Слово и дело. Книга 2. «Мои любезные конфиденты» (Пикуль) - страница 77

— Ладно, колокол мы им отольем. А вот сыщутся ли гениусы на Руси, чтобы эту махину сначала из ямы вызволить на свет божий, а потом водрузить и выше — на Ивана Великого? Как бы храм не присел к земле от тяжелины колокольной…

Заревел в яме огонь. Нестерпимый жар сразу истребил бороды у Материных, седую — отцовскую, русую — сыновью. Пеплом осыпались брови с опаленных ликов мастеров. Подбегали солдаты с ведрами — водой литейщиков окатят, а сами прочь от пекла бегут. Но случилась беда: металл прорвало клокочущий, огонь сожрал бревна машины подъемной, все прахом пошло. В глубокой яме, которая светилась в ночи, словно глаз издыхающего вулкана, осталась груда металла, который не скоро теперь остынет. Старик Маторин, плача, ушел… Возле ямы остался сын.

Прожженную рубаху его раздувал жаркий ветер, летящий вихрем из ямы литейной — столбом к небу.

— Велено мне драть вас, — напомнил граф Салтыков…

Старый Маторин от горя заболел и вскоре умер. А молодой Михаила Маторин, тятеньку похоронив, начал вторую отливку колокола.

— Погоди драть, осударь, — сказал он Салтыкову. — Из-под кнута добрых дел не выскакивает…

Вновь забушевал в яме вулкан — бурлило там и плескалось, грохоча яростно, плавкое олово, навеки скрепляясь со звончатой медью. Москва плохо спала в эту ночь: любопытные да гулящие теснились для «приглядки», а солдаты били их палками, разгонял. Колокол — дело государево: на нем сама императрица должна быть изображена. Особенно же лез ближе к пеклу один недотепа юный с раскрытым от удивления ртом. Ему тоже палкой попало.

Под утро в розовом пламени родилось на колоколе изображение самой Анны Иоанновны в пышных робах, державшей в руках регалии власти самодержавной…

Маторин прочь от ямы отошел:

— А теперь дерите, кому не лень! Я свое дело сделал…

Стал народец прочь разбредаться.
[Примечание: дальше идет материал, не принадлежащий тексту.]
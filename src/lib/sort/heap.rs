//! Binary min-heap of slot handles with an external-context comparator.
//!
//! The heap stores small integer slot indices, not the node data itself; a
//! comparator closure supplied with every operation resolves indices against
//! the caller's slot array. This keeps the heap valid when slot contents are
//! refilled in place and lets one heap type serve both merge paths. The
//! comparator is fallible because derived-key callbacks can fail; any
//! failure propagates out of the heap operation that triggered it.
//!
//! Duplicate entries are permitted. Ties are resolved consistently but
//! arbitrarily.

use crate::errors::Result;
use std::cmp::Ordering;

/// The handle type: an index into the caller's slot array.
pub type Slot = u16;

/// Binary min-heap of [`Slot`] handles.
pub struct SlotHeap {
    entries: Vec<Slot>,
}

impl SlotHeap {
    /// Creates an empty heap with room for `capacity` entries.
    #[must_use]
    pub fn with_capacity(capacity: usize) -> Self {
        Self { entries: Vec::with_capacity(capacity) }
    }

    /// Number of entries.
    #[must_use]
    pub fn len(&self) -> usize {
        self.entries.len()
    }

    /// True when the heap holds no entries.
    #[must_use]
    pub fn is_empty(&self) -> bool {
        self.entries.is_empty()
    }

    /// The minimum entry, if any.
    #[must_use]
    pub fn peek(&self) -> Option<Slot> {
        self.entries.first().copied()
    }

    /// Inserts an entry.
    pub fn insert<F>(&mut self, slot: Slot, cmp: &mut F) -> Result<()>
    where
        F: FnMut(Slot, Slot) -> Result<Ordering>,
    {
        self.entries.push(slot);
        self.sift_up(self.entries.len() - 1, cmp)
    }

    /// Replaces the minimum entry with `slot` in a single sift-down.
    ///
    /// Replacing the top with the same handle after its slot was refilled is
    /// the merge loop's steady-state operation.
    pub fn replace_top<F>(&mut self, slot: Slot, cmp: &mut F) -> Result<()>
    where
        F: FnMut(Slot, Slot) -> Result<Ordering>,
    {
        debug_assert!(!self.entries.is_empty());
        self.entries[0] = slot;
        self.sift_down(0, cmp)
    }

    /// Removes and returns the minimum entry.
    pub fn extract_top<F>(&mut self, cmp: &mut F) -> Result<Option<Slot>>
    where
        F: FnMut(Slot, Slot) -> Result<Ordering>,
    {
        if self.entries.is_empty() {
            return Ok(None);
        }
        let top = self.entries.swap_remove(0);
        if !self.entries.is_empty() {
            self.sift_down(0, cmp)?;
        }
        Ok(Some(top))
    }

    fn sift_up<F>(&mut self, mut idx: usize, cmp: &mut F) -> Result<()>
    where
        F: FnMut(Slot, Slot) -> Result<Ordering>,
    {
        while idx > 0 {
            let parent = (idx - 1) / 2;
            if cmp(self.entries[idx], self.entries[parent])? == Ordering::Less {
                self.entries.swap(idx, parent);
                idx = parent;
            } else {
                break;
            }
        }
        Ok(())
    }

    fn sift_down<F>(&mut self, mut idx: usize, cmp: &mut F) -> Result<()>
    where
        F: FnMut(Slot, Slot) -> Result<Ordering>,
    {
        let len = self.entries.len();
        loop {
            let left = 2 * idx + 1;
            if left >= len {
                break;
            }
            let right = left + 1;
            let mut child = left;
            if right < len && cmp(self.entries[right], self.entries[left])? == Ordering::Less {
                child = right;
            }
            if cmp(self.entries[child], self.entries[idx])? == Ordering::Less {
                self.entries.swap(child, idx);
                idx = child;
            } else {
                break;
            }
        }
        Ok(())
    }
}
Иные, судача о чудесах человеческих, прямо в кабаки ранние потянулись, чтобы за чаркой обсудить все, как и положено православным.

А юный недотепа с раскрытым от удивления ртом отправился из Кремля в Заиконоспасскую академию, где его встретил Митька Виноградов:

— А тебя, Мишка, ректор сыскивал… Ломоносова спрашивал!
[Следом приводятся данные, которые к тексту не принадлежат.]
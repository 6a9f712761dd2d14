//! End-to-end sorting scenarios: in-memory, spilling, fan-in cascades, the
//! presorted fast path, reverse order, and empty input.

use crate::helpers::{assert_dir_empty, read_sports, write_flow_file};
use flowkit_lib::flow::record::RECORD_SIZE;
use flowkit_lib::flow::stream::FILE_HEADER_LEN;
use flowkit_lib::sort::{ExternalSorter, SortField};
use tempfile::TempDir;

fn sport_sorter() -> ExternalSorter {
    ExternalSorter::new(vec![SortField::Sport])
}

#[test]
fn test_small_in_memory_sort() {
    let dir = TempDir::new().unwrap();
    let tmp = TempDir::new().unwrap();
    let inputs = vec![
        dir.path().join("a.flw"),
        dir.path().join("b.flw"),
        dir.path().join("c.flw"),
    ];
    write_flow_file(&inputs[0], &[5, 1, 9]);
    write_flow_file(&inputs[1], &[3, 7]);
    write_flow_file(&inputs[2], &[4]);
    let output = dir.path().join("out.flw");

    let stats = sport_sorter()
        .temp_dir(tmp.path().to_path_buf())
        .sort(&inputs, &output)
        .unwrap();

    assert_eq!(read_sports(&output), vec![1, 3, 4, 5, 7, 9]);
    assert_eq!(stats.total_records, 6);
    assert_eq!(stats.output_records, 6);
    assert_eq!(stats.runs_written, 0, "small input must not spill");
    assert_dir_empty(tmp.path());
}

#[test]
fn test_single_spill_cycle() {
    let dir = TempDir::new().unwrap();
    let tmp = TempDir::new().unwrap();
    let input = dir.path().join("in.flw");
    write_flow_file(&input, &[9, 8, 7, 6, 5, 4, 3, 2, 1, 0]);
    let output = dir.path().join("out.flw");

    // Buffer holds exactly 4 records: runs of 4, 4, and 2.
    let stats = sport_sorter()
        .sort_buffer_size((4 * RECORD_SIZE) as u64)
        .temp_dir(tmp.path().to_path_buf())
        .sort(&[input], &output)
        .unwrap();

    assert_eq!(read_sports(&output), (0..10).collect::<Vec<u16>>());
    assert_eq!(stats.runs_written, 3);
    assert_eq!(stats.merge_passes, 1);
    assert_dir_empty(tmp.path());
}

#[test]
fn test_fan_in_overflow_cascades() {
    let dir = TempDir::new().unwrap();
    let tmp = TempDir::new().unwrap();
    let input = dir.path().join("in.flw");
    // 14 records with a 2-record buffer produce runs 0..=6.
    let keys: Vec<u16> = (0..14).rev().collect();
    write_flow_file(&input, &keys);
    let output = dir.path().join("out.flw");

    // With a window of 3: runs 0..2 merge into run 7, runs 3..5 into run 8,
    // and runs 6..8 merge into the output.
    let stats = sport_sorter()
        .sort_buffer_size((2 * RECORD_SIZE) as u64)
        .max_fan_in(3)
        .temp_dir(tmp.path().to_path_buf())
        .sort(&[input], &output)
        .unwrap();

    assert_eq!(read_sports(&output), (0..14).collect::<Vec<u16>>());
    assert_eq!(stats.runs_written, 9, "7 spills plus 2 cascaded runs");
    assert_eq!(stats.merge_passes, 3);
    assert_dir_empty(tmp.path());
}

#[test]
fn test_presorted_fast_path() {
    let dir = TempDir::new().unwrap();
    let tmp = TempDir::new().unwrap();
    let inputs = vec![dir.path().join("a.flw"), dir.path().join("b.flw")];
    write_flow_file(&inputs[0], &[1, 4, 7]);
    write_flow_file(&inputs[1], &[2, 3, 8]);
    let output = dir.path().join("out.flw");

    let stats = sport_sorter()
        .presorted(true)
        .temp_dir(tmp.path().to_path_buf())
        .sort(&inputs, &output)
        .unwrap();

    assert_eq!(read_sports(&output), vec![1, 2, 3, 4, 7, 8]);
    assert_eq!(stats.runs_written, 0, "presorted merge within the window must not spill");
    assert_dir_empty(tmp.path());
}

#[test]
fn test_presorted_cascades_past_window() {
    let dir = TempDir::new().unwrap();
    let tmp = TempDir::new().unwrap();
    let inputs = vec![
        dir.path().join("a.flw"),
        dir.path().join("b.flw"),
        dir.path().join("c.flw"),
    ];
    write_flow_file(&inputs[0], &[1, 10]);
    write_flow_file(&inputs[1], &[2, 9]);
    write_flow_file(&inputs[2], &[3, 8]);
    let output = dir.path().join("out.flw");

    // Window of 2 over 3 inputs: two cascaded runs, then a run merge.
    let stats = sport_sorter()
        .presorted(true)
        .max_fan_in(2)
        .temp_dir(tmp.path().to_path_buf())
        .sort(&inputs, &output)
        .unwrap();

    assert_eq!(read_sports(&output), vec![1, 2, 3, 8, 9, 10]);
    assert_eq!(stats.runs_written, 2);
    assert_dir_empty(tmp.path());
}

#[test]
fn test_reverse_sort() {
    let dir = TempDir::new().unwrap();
    let input = dir.path().join("in.flw");
    write_flow_file(&input, &[1, 2, 3]);
    let output = dir.path().join("out.flw");

    sport_sorter().reverse(true).sort(&[input], &output).unwrap();

    assert_eq!(read_sports(&output), vec![3, 2, 1]);
}

#[test]
fn test_empty_input_writes_header_only() {
    let dir = TempDir::new().unwrap();
    let output = dir.path().join("out.flw");

    let stats = sport_sorter().sort(&[], &output).unwrap();

    assert_eq!(stats.total_records, 0);
    assert_eq!(stats.output_records, 0);
    assert!(output.is_file());
    assert_eq!(std::fs::metadata(&output).unwrap().len(), FILE_HEADER_LEN as u64);
    assert_eq!(read_sports(&output), Vec::<u16>::new());
}

#[test]
fn test_empty_input_presorted_writes_header_only() {
    let dir = TempDir::new().unwrap();
    let output = dir.path().join("out.flw");

    let stats = sport_sorter().presorted(true).sort(&[], &output).unwrap();

    assert_eq!(stats.output_records, 0);
    assert_eq!(std::fs::metadata(&output).unwrap().len(), FILE_HEADER_LEN as u64);
}

#[test]
fn test_input_with_no_records() {
    let dir = TempDir::new().unwrap();
    let empty = dir.path().join("empty.flw");
    let full = dir.path().join("full.flw");
    write_flow_file(&empty, &[]);
    write_flow_file(&full, &[2, 1]);
    let output = dir.path().join("out.flw");

    let stats = sport_sorter().sort(&[empty, full], &output).unwrap();

    assert_eq!(read_sports(&output), vec![1, 2]);
    assert_eq!(stats.total_records, 2);
}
— Не знаешь ли, Митька, за делом каким?

— Указ, сказывают, из Сената объявился. Будто двадцать душ из учеников надобно для Академии питерской.

— Удастся ль нам, сирым, в науки попасть?

— Ты попадешь, оглобля такая, — утешил его Виноградов. — Ты у нас даром что ротозей, а мух ноздрями не ловишь. Тебя возьмут.

— А тебя, Митька? Ты меня разве хуже?

— Могут и под скуфьей до самой смерти оставить… Указ Сената предписывал ректору: «… из учеников, кои есть в Москве в Спасском училищном монастыре, выбрать в науках достойных двадцать человек, и о свидетельстве их наук подписаться…» Более двенадцати не нашли! На широкую дорогу физики и химии из стен монастыря выходили лишь двенадцать недорослей, и среди них — Ломоносов с Виноградовым… Явился в тулупе козлином поручик Попов, повез учеников в Петербург.